Segment Open

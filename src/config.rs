//! Gateway configuration module
//!
//! Handles loading configuration from environment variables (and a `.env`
//! file when present). A missing project id is fatal: the process must never
//! serve requests without it.

use crate::error::GatewayError;
use std::env;
use std::time::Duration;

/// Default REST endpoint for Google Cloud Pub/Sub
pub const DEFAULT_PUBSUB_ENDPOINT: &str = "https://pubsub.googleapis.com";

/// Default GCE metadata server host
pub const DEFAULT_METADATA_HOST: &str = "metadata.google.internal";

/// Pub/Sub's own message size ceiling
pub const DEFAULT_MAX_BODY_BYTES: usize = 10 * 1024 * 1024;

/// Gateway configuration
#[derive(Debug, Clone)]
pub struct GatewayConfig {
    /// Project/namespace identifier used to resolve topic references
    pub project_id: String,

    /// Publish endpoint HTTP port
    pub http_port: u16,

    /// Health/metrics HTTP port
    pub ops_port: u16,

    /// Log level (trace, debug, info, warn, error)
    pub log_level: String,

    /// Broker backend and its connection settings
    pub broker: BrokerConfig,

    /// Upper bound on the publish wait; `None` waits until the broker answers
    pub publish_timeout: Option<Duration>,

    /// Largest request body accepted
    pub max_body_bytes: usize,
}

/// Broker backend selection
#[derive(Debug, Clone, PartialEq, Eq)]
pub enum BrokerConfig {
    /// Google Cloud Pub/Sub over its REST API
    PubSub { endpoint: String, auth: PubSubAuth },
    /// NATS JetStream
    Nats { url: String },
}

/// How the Pub/Sub adapter authenticates
#[derive(Debug, Clone, PartialEq, Eq)]
pub enum PubSubAuth {
    /// Emulator mode, no credentials
    None,
    /// Pre-issued OAuth access token
    Static(String),
    /// Fetch tokens from the GCE metadata server
    Metadata { host: String },
}

impl BrokerConfig {
    /// Backend name used in logs, metrics and health output
    pub fn backend(&self) -> &'static str {
        match self {
            Self::PubSub { .. } => "pubsub",
            Self::Nats { .. } => "nats",
        }
    }
}

impl GatewayConfig {
    /// Load configuration from environment variables
    pub fn from_env() -> Result<Self, GatewayError> {
        dotenvy::dotenv().ok();
        Self::from_lookup(|key| env::var(key).ok())
    }

    /// Load configuration from an arbitrary key lookup
    ///
    /// Empty values are treated as unset.
    pub fn from_lookup<F>(lookup: F) -> Result<Self, GatewayError>
    where
        F: Fn(&str) -> Option<String>,
    {
        let var = |key: &str| lookup(key).filter(|v| !v.trim().is_empty());

        let project_id = var("GOOGLE_CLOUD_PROJECT").ok_or_else(|| {
            GatewayError::Config("GOOGLE_CLOUD_PROJECT environment variable not set".to_string())
        })?;

        let http_port = parse_port(var("PORT"), "PORT", 8080)?;
        let ops_port = parse_port(var("OPS_PORT"), "OPS_PORT", 9090)?;
        if http_port == ops_port {
            return Err(GatewayError::Config(format!(
                "PORT and OPS_PORT must differ (both are {http_port})"
            )));
        }

        let log_level = var("LOG_LEVEL").unwrap_or_else(|| "info".to_string());

        let broker = match var("BROKER").as_deref().unwrap_or("pubsub") {
            "pubsub" => {
                if let Some(host) = var("PUBSUB_EMULATOR_HOST") {
                    BrokerConfig::PubSub {
                        endpoint: format!("http://{}", host.trim_end_matches('/')),
                        auth: PubSubAuth::None,
                    }
                } else {
                    let endpoint = var("PUBSUB_ENDPOINT")
                        .unwrap_or_else(|| DEFAULT_PUBSUB_ENDPOINT.to_string())
                        .trim_end_matches('/')
                        .to_string();
                    let auth = match var("GOOGLE_OAUTH_ACCESS_TOKEN") {
                        Some(token) => PubSubAuth::Static(token),
                        None => PubSubAuth::Metadata {
                            host: var("GCE_METADATA_HOST")
                                .unwrap_or_else(|| DEFAULT_METADATA_HOST.to_string()),
                        },
                    };
                    BrokerConfig::PubSub { endpoint, auth }
                }
            }
            "nats" => BrokerConfig::Nats {
                url: var("NATS_URL").ok_or_else(|| {
                    GatewayError::Config("NATS_URL must be set when BROKER=nats".to_string())
                })?,
            },
            other => {
                return Err(GatewayError::Config(format!(
                    "BROKER must be 'pubsub' or 'nats', got '{other}'"
                )))
            }
        };

        let publish_timeout = match var("PUBLISH_TIMEOUT_SECS") {
            None => None,
            Some(raw) => {
                let secs: u64 = raw.parse().map_err(|e| {
                    GatewayError::Config(format!("PUBLISH_TIMEOUT_SECS must be a valid number: {e}"))
                })?;
                if secs == 0 {
                    return Err(GatewayError::Config(
                        "PUBLISH_TIMEOUT_SECS must be greater than zero".to_string(),
                    ));
                }
                Some(Duration::from_secs(secs))
            }
        };

        let max_body_bytes = match var("MAX_BODY_BYTES") {
            None => DEFAULT_MAX_BODY_BYTES,
            Some(raw) => raw.parse().map_err(|e| {
                GatewayError::Config(format!("MAX_BODY_BYTES must be a valid number: {e}"))
            })?,
        };

        Ok(Self {
            project_id,
            http_port,
            ops_port,
            log_level,
            broker,
            publish_timeout,
            max_body_bytes,
        })
    }
}

fn parse_port(raw: Option<String>, key: &str, default: u16) -> Result<u16, GatewayError> {
    match raw {
        None => Ok(default),
        Some(raw) => raw
            .parse()
            .map_err(|e| GatewayError::Config(format!("{key} must be a valid port number: {e}"))),
    }
}

#[cfg(test)]
mod tests {
    use super::*;
    use std::collections::HashMap;

    fn load(pairs: &[(&str, &str)]) -> Result<GatewayConfig, GatewayError> {
        let vars: HashMap<String, String> = pairs
            .iter()
            .map(|(k, v)| (k.to_string(), v.to_string()))
            .collect();
        GatewayConfig::from_lookup(|key| vars.get(key).cloned())
    }

    #[test]
    fn test_missing_project_is_fatal() {
        let err = load(&[]).unwrap_err();
        assert!(err.to_string().contains("GOOGLE_CLOUD_PROJECT"));

        // Empty counts as unset
        assert!(load(&[("GOOGLE_CLOUD_PROJECT", "")]).is_err());
    }

    #[test]
    fn test_default_values() {
        let config = load(&[("GOOGLE_CLOUD_PROJECT", "demo")]).unwrap();

        assert_eq!(config.project_id, "demo");
        assert_eq!(config.http_port, 8080);
        assert_eq!(config.ops_port, 9090);
        assert_eq!(config.log_level, "info");
        assert_eq!(config.publish_timeout, None);
        assert_eq!(config.max_body_bytes, DEFAULT_MAX_BODY_BYTES);
        assert_eq!(
            config.broker,
            BrokerConfig::PubSub {
                endpoint: DEFAULT_PUBSUB_ENDPOINT.to_string(),
                auth: PubSubAuth::Metadata {
                    host: DEFAULT_METADATA_HOST.to_string()
                },
            }
        );
    }

    #[test]
    fn test_emulator_host_disables_auth() {
        let config = load(&[
            ("GOOGLE_CLOUD_PROJECT", "demo"),
            ("PUBSUB_EMULATOR_HOST", "localhost:8085"),
            ("GOOGLE_OAUTH_ACCESS_TOKEN", "ignored"),
        ])
        .unwrap();

        assert_eq!(
            config.broker,
            BrokerConfig::PubSub {
                endpoint: "http://localhost:8085".to_string(),
                auth: PubSubAuth::None,
            }
        );
    }

    #[test]
    fn test_static_token_and_custom_endpoint() {
        let config = load(&[
            ("GOOGLE_CLOUD_PROJECT", "demo"),
            ("PUBSUB_ENDPOINT", "https://pubsub.example.test/"),
            ("GOOGLE_OAUTH_ACCESS_TOKEN", "ya29.token"),
        ])
        .unwrap();

        assert_eq!(
            config.broker,
            BrokerConfig::PubSub {
                endpoint: "https://pubsub.example.test".to_string(),
                auth: PubSubAuth::Static("ya29.token".to_string()),
            }
        );
    }

    #[test]
    fn test_nats_backend_requires_url() {
        let err = load(&[("GOOGLE_CLOUD_PROJECT", "demo"), ("BROKER", "nats")]).unwrap_err();
        assert!(err.to_string().contains("NATS_URL"));

        let config = load(&[
            ("GOOGLE_CLOUD_PROJECT", "demo"),
            ("BROKER", "nats"),
            ("NATS_URL", "nats://localhost:4222"),
        ])
        .unwrap();
        assert_eq!(config.broker.backend(), "nats");
    }

    #[test]
    fn test_unknown_backend_rejected() {
        let err = load(&[("GOOGLE_CLOUD_PROJECT", "demo"), ("BROKER", "kafka")]).unwrap_err();
        assert!(err.to_string().contains("kafka"));
    }

    #[test]
    fn test_invalid_numbers_rejected() {
        assert!(load(&[("GOOGLE_CLOUD_PROJECT", "demo"), ("PORT", "http")]).is_err());
        assert!(load(&[("GOOGLE_CLOUD_PROJECT", "demo"), ("PUBLISH_TIMEOUT_SECS", "0")]).is_err());
        assert!(load(&[("GOOGLE_CLOUD_PROJECT", "demo"), ("MAX_BODY_BYTES", "-1")]).is_err());
        assert!(load(&[
            ("GOOGLE_CLOUD_PROJECT", "demo"),
            ("PORT", "9000"),
            ("OPS_PORT", "9000")
        ])
        .is_err());
    }

    #[test]
    fn test_publish_timeout_parsed() {
        let config = load(&[("GOOGLE_CLOUD_PROJECT", "demo"), ("PUBLISH_TIMEOUT_SECS", "5")]).unwrap();
        assert_eq!(config.publish_timeout, Some(Duration::from_secs(5)));
    }
}
//! Health check and metrics endpoints
//!
//! Served on the ops port so the publish port can accept POSTs on any path.

use crate::broker::Publisher;
use crate::metrics::{set_broker_connected, GatewayMetrics};
use axum::{
    extract::State,
    http::StatusCode,
    response::IntoResponse,
    routing::get,
    Json, Router,
};
use serde::Serialize;
use std::sync::Arc;

/// Health check response
#[derive(Debug, Serialize)]
pub struct HealthResponse {
    pub status: &'static str,
    pub version: &'static str,
    pub backend: &'static str,
}

/// Readiness check response
#[derive(Debug, Serialize)]
pub struct ReadyResponse {
    pub ready: bool,
    pub backend: &'static str,
    pub broker_connected: bool,
}

/// Application state for ops endpoints
#[derive(Clone)]
pub struct OpsState {
    pub publisher: Arc<dyn Publisher>,
    pub metrics: Option<GatewayMetrics>,
}

/// Create the ops router
pub fn router(state: OpsState) -> Router {
    Router::new()
        .route("/health", get(health_handler))
        .route("/ready", get(ready_handler))
        .route("/metrics", get(metrics_handler))
        .with_state(state)
}

/// Health endpoint - always returns 200 if process is running
async fn health_handler(State(state): State<OpsState>) -> impl IntoResponse {
    Json(HealthResponse {
        status: "healthy",
        version: env!("CARGO_PKG_VERSION"),
        backend: state.publisher.backend(),
    })
}

/// Readiness endpoint - returns 200 while the broker adapter reports connected
async fn ready_handler(State(state): State<OpsState>) -> impl IntoResponse {
    let broker_connected = state.publisher.is_connected();
    set_broker_connected(broker_connected);

    let response = ReadyResponse {
        ready: broker_connected,
        backend: state.publisher.backend(),
        broker_connected,
    };

    if broker_connected {
        (StatusCode::OK, Json(response))
    } else {
        (StatusCode::SERVICE_UNAVAILABLE, Json(response))
    }
}

/// Metrics endpoint - returns Prometheus format metrics
async fn metrics_handler(State(state): State<OpsState>) -> impl IntoResponse {
    set_broker_connected(state.publisher.is_connected());

    match state.metrics {
        Some(ref metrics) => (
            StatusCode::OK,
            [(axum::http::header::CONTENT_TYPE, "text/plain; charset=utf-8")],
            metrics.render(),
        ),
        None => (
            StatusCode::SERVICE_UNAVAILABLE,
            [(axum::http::header::CONTENT_TYPE, "text/plain; charset=utf-8")],
            "metrics recorder not installed\n".to_string(),
        ),
    }
}

#[cfg(test)]
mod tests {
    use super::*;
    use crate::broker::{PublishAck, PublishError, TopicRef};
    use async_trait::async_trait;
    use axum::body::Body;
    use axum::http::Request;
    use bytes::Bytes;
    use std::sync::atomic::{AtomicBool, Ordering};
    use tower::ServiceExt;

    struct StubPublisher {
        connected: AtomicBool,
    }

    #[async_trait]
    impl Publisher for StubPublisher {
        fn backend(&self) -> &'static str {
            "stub"
        }

        fn resolve_topic(&self, project_id: &str, topic_name: &str) -> TopicRef {
            TopicRef {
                project_id: project_id.to_string(),
                name: topic_name.to_string(),
                resolved: topic_name.to_string(),
            }
        }

        async fn publish(&self, _topic: &TopicRef, _payload: Bytes) -> Result<PublishAck, PublishError> {
            Ok(PublishAck::default())
        }

        fn is_connected(&self) -> bool {
            self.connected.load(Ordering::SeqCst)
        }
    }

    fn ops_router(connected: bool) -> Router {
        router(OpsState {
            publisher: Arc::new(StubPublisher {
                connected: AtomicBool::new(connected),
            }),
            metrics: None,
        })
    }

    async fn get_json(router: Router, uri: &str) -> (StatusCode, serde_json::Value) {
        let response = router
            .oneshot(Request::builder().uri(uri).body(Body::empty()).unwrap())
            .await
            .unwrap();
        let status = response.status();
        let body = axum::body::to_bytes(response.into_body(), usize::MAX)
            .await
            .unwrap();
        (status, serde_json::from_slice(&body).unwrap())
    }

    #[test]
    fn test_health_response_serialization() {
        let response = HealthResponse {
            status: "healthy",
            version: "0.1.0",
            backend: "pubsub",
        };

        let json = serde_json::to_string(&response).unwrap();
        assert!(json.contains("healthy"));
        assert!(json.contains("\"backend\":\"pubsub\""));
    }

    #[tokio::test]
    async fn test_health_reports_backend() {
        let (status, body) = get_json(ops_router(true), "/health").await;
        assert_eq!(status, StatusCode::OK);
        assert_eq!(body["status"], "healthy");
        assert_eq!(body["backend"], "stub");
    }

    #[tokio::test]
    async fn test_ready_follows_broker_connection() {
        let (status, body) = get_json(ops_router(true), "/ready").await;
        assert_eq!(status, StatusCode::OK);
        assert_eq!(body["ready"], true);

        let (status, body) = get_json(ops_router(false), "/ready").await;
        assert_eq!(status, StatusCode::SERVICE_UNAVAILABLE);
        assert_eq!(body["broker_connected"], false);
    }

    #[tokio::test]
    async fn test_metrics_without_recorder() {
        let response = ops_router(true)
            .oneshot(Request::builder().uri("/metrics").body(Body::empty()).unwrap())
            .await
            .unwrap();
        assert_eq!(response.status(), StatusCode::SERVICE_UNAVAILABLE);
    }
}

Segment Closed

• Action item:
Select all lines in the listing that include the word "GatewayMetrics".

• Output for this task:
use crate::metrics::{set_broker_connected, GatewayMetrics};
    pub metrics: Option<GatewayMetrics>,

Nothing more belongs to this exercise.